|ASTs: can they be "standardized"? firstname.lastname@example.org (Tony) (2008-10-31)|
|Re: can they be "standardized"? email@example.com (Ira Baxter) (2008-11-01)|
|Date:||Fri, 31 Oct 2008 21:50:03 -0500|
|Keywords:||AST, question, comment|
|Posted-Date:||01 Nov 2008 08:32:08 EDT|
What is the best "main" form for representation of a software program
(or lib etc)? Human-readable text? The Abstract Syntax Tree perhaps?

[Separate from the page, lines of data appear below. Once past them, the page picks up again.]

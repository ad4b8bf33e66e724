use crate::document::Document;
use crate::key::Key;
use crate::node::Node;
use crate::path::Path;
use serde::{Deserialize, Serialize};
use std::cmp::Ordering;

/// A character offset inside a text node.
///
/// A point may address its node by key, by path, or both. Keys survive
/// edits and paths do not, so a point is re-resolved against the current
/// document before use: [`Point::normalized`] fills in whichever address
/// is missing, descends into non-text targets, and clamps the offset.
///
/// Keys are process-local, so only `path` and `offset` serialize, and
/// equality prefers paths: two points with the same resolved path and
/// offset are the same address even across a serialization boundary
/// that regenerated keys.
#[derive(Debug, Clone, Default, Serialize, Deserialize)]
pub struct Point {
    #[serde(skip_serializing, default)]
    pub key: Option<Key>,

    #[serde(default, skip_serializing_if = "Option::is_none")]
    pub path: Option<Path>,

    #[serde(default)]
    pub offset: usize,
}

impl PartialEq for Point {
    fn eq(&self, other: &Self) -> bool {
        self.offset == other.offset
            && match (&self.path, &other.path) {
                (Some(a), Some(b)) => a == b,
                (None, None) => self.key == other.key,
                _ => false,
            }
    }
}

impl Point {
    pub fn new(key: Option<Key>, path: Option<Path>, offset: usize) -> Self {
        Self { key, path, offset }
    }

    pub fn at_key(key: Key, offset: usize) -> Self {
        Self {
            key: Some(key),
            path: None,
            offset,
        }
    }

    pub fn at_path(path: Path, offset: usize) -> Self {
        Self {
            key: None,
            path: Some(path),
            offset,
        }
    }

    /// A point that addresses nothing.
    pub fn unset() -> Self {
        Self::default()
    }

    pub fn is_set(&self) -> bool {
        self.key.is_some() || self.path.is_some()
    }

    pub fn with_offset(&self, offset: usize) -> Self {
        Self {
            offset,
            ..self.clone()
        }
    }

    /// Resolve this point against `document`: fill in key and path from
    /// each other, descend into non-text targets (treating the offset as
    /// a child index on the way down), and clamp the offset into the
    /// resolved text. An unresolvable point comes back unset.
    pub fn normalized(&self, document: &Document) -> Point {
        if !self.is_set() {
            return Point::unset();
        }

        // Keys are authoritative; stored paths may be stale.
        let mut path = match &self.key {
            Some(key) => match document.get_path_by_key(key) {
                Some(path) => path,
                None => match &self.path {
                    Some(path) if document.get_descendant(path).is_some() => path.clone(),
                    _ => return Point::unset(),
                },
            },
            None => match &self.path {
                Some(path) if document.get_descendant(path).is_some() => path.clone(),
                _ => return Point::unset(),
            },
        };

        let mut node = match document.get_descendant(&path) {
            Some(node) => node,
            None => return Point::unset(),
        };
        let mut offset = self.offset;

        // Descend into containers: the offset names a child index, and
        // the walk continues toward the nearest text edge.
        while !node.is_text() {
            let children = match node.nodes() {
                Some(children) if !children.is_empty() => children,
                _ => return Point::unset(),
            };
            let past_end = offset >= children.len();
            let index = if past_end { children.len() - 1 } else { offset };
            path = path.child(index);
            node = &children[index];
            offset = if past_end { usize::MAX } else { 0 };
        }

        match node {
            Node::Text(text) => Point {
                key: Some(text.key.clone()),
                path: Some(path),
                offset: text.clamp(offset),
            },
            _ => Point::unset(),
        }
    }

    /// Document-order comparison of two normalized points (both must
    /// carry paths).
    pub fn compare(&self, other: &Point) -> Option<Ordering> {
        let a = self.path.as_ref()?;
        let b = other.path.as_ref()?;
        Some(match a.cmp(b) {
            Ordering::Equal => self.offset.cmp(&other.offset),
            order => order,
        })
    }

    /// Shift this point for an insertion of `len` characters at
    /// `offset` in the text node `key`. A point at exactly the insert
    /// offset advances when it is not atomic (a caret extends as you
    /// type); an atomic point (a decoration endpoint) stays put so the
    /// span does not grow from edits at its boundary.
    pub fn transform_insert_text(&mut self, key: &Key, offset: usize, len: usize, atomic: bool) {
        if self.key.as_ref() != Some(key) {
            return;
        }
        if self.offset > offset || (self.offset == offset && !atomic) {
            self.offset += len;
        }
    }

    /// Shift this point for a removal of `len` characters at `offset`
    /// in the text node `key`: points past the removed interval shift
    /// back, points inside it clamp to its start.
    pub fn transform_remove_text(&mut self, key: &Key, offset: usize, len: usize) {
        if self.key.as_ref() != Some(key) {
            return;
        }
        if self.offset >= offset + len {
            self.offset -= len;
        } else if self.offset > offset {
            self.offset = offset;
        }
    }
}

#[cfg(test)]
mod tests {
    use super::*;
    use crate::node::Block;
    use crate::text::Text;

    fn doc() -> Document {
        Document::from_nodes(vec![Node::Block(Block::new(
            "paragraph",
            vec![Node::Text(Text::new("abcd"))],
        ))])
    }

    #[test]
    fn test_normalize_resolves_key_from_path() {
        let d = doc();
        let point = Point::at_path(Path::new(vec![0, 0]), 2);
        let normalized = point.normalized(&d);

        let text_key = d.get_descendant(&Path::new(vec![0, 0])).unwrap().key();
        assert_eq!(normalized.key.as_ref(), Some(text_key));
        assert_eq!(normalized.offset, 2);
    }

    #[test]
    fn test_normalize_descends_into_containers() {
        let d = doc();
        let point = Point::at_path(Path::new(vec![0]), 0);
        let normalized = point.normalized(&d);

        assert_eq!(normalized.path, Some(Path::new(vec![0, 0])));
        assert_eq!(normalized.offset, 0);

        // Past-the-end child index lands at the end of the last text.
        let point = Point::at_path(Path::new(vec![0]), 5);
        let normalized = point.normalized(&d);
        assert_eq!(normalized.path, Some(Path::new(vec![0, 0])));
        assert_eq!(normalized.offset, 4);
    }

    #[test]
    fn test_normalize_clamps_offset() {
        let d = doc();
        let point = Point::at_path(Path::new(vec![0, 0]), 99);
        assert_eq!(point.normalized(&d).offset, 4);
    }

    #[test]
    fn test_normalize_prefers_key_over_stale_path() {
        let d = doc();
        let key = d.get_descendant(&Path::new(vec![0, 0])).unwrap().key().clone();
        let point = Point::new(Some(key), Some(Path::new(vec![7, 7])), 1);
        let normalized = point.normalized(&d);
        assert_eq!(normalized.path, Some(Path::new(vec![0, 0])));
    }

    #[test]
    fn test_insert_shift_tie_break() {
        let key = Key::from("t");
        let mut caret = Point::at_key(key.clone(), 2);
        let mut atomic = Point::at_key(key.clone(), 2);

        caret.transform_insert_text(&key, 2, 3, false);
        atomic.transform_insert_text(&key, 2, 3, true);

        assert_eq!(caret.offset, 5);
        assert_eq!(atomic.offset, 2);
    }

    #[test]
    fn test_remove_shift_clamps_interior_points() {
        let key = Key::from("t");
        let mut after = Point::at_key(key.clone(), 6);
        let mut inside = Point::at_key(key.clone(), 3);
        let mut before = Point::at_key(key.clone(), 1);

        after.transform_remove_text(&key, 2, 2);
        inside.transform_remove_text(&key, 2, 2);
        before.transform_remove_text(&key, 2, 2);

        assert_eq!(after.offset, 4);
        assert_eq!(inside.offset, 2);
        assert_eq!(before.offset, 1);
    }
}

The reason I asked, in the subject of this post, if ASTs could be
standardized, is because I am kinda thinking that the AST may be the
"center stage" of code representation (?). At a higher level than
typing text, one can build software by moving boxes around, making
arrows etc. or doing something like a GUI editor does. Is the focus on
text editing to create software "a dumb idea" these days? Sure, coding
has moved a notch away from assembly, but it's still pretty much
punching in all the dashes and dots.
[People have been looking for a common intermediate representation for
over 50 years, and it's a famous swamp from which nobody returns. Google
UNCOL for some of the older failures. The basic problem is that we have
no good way to describe the semantics of real computer languages, and the
accumulation of little differences around the edges kill you. -John]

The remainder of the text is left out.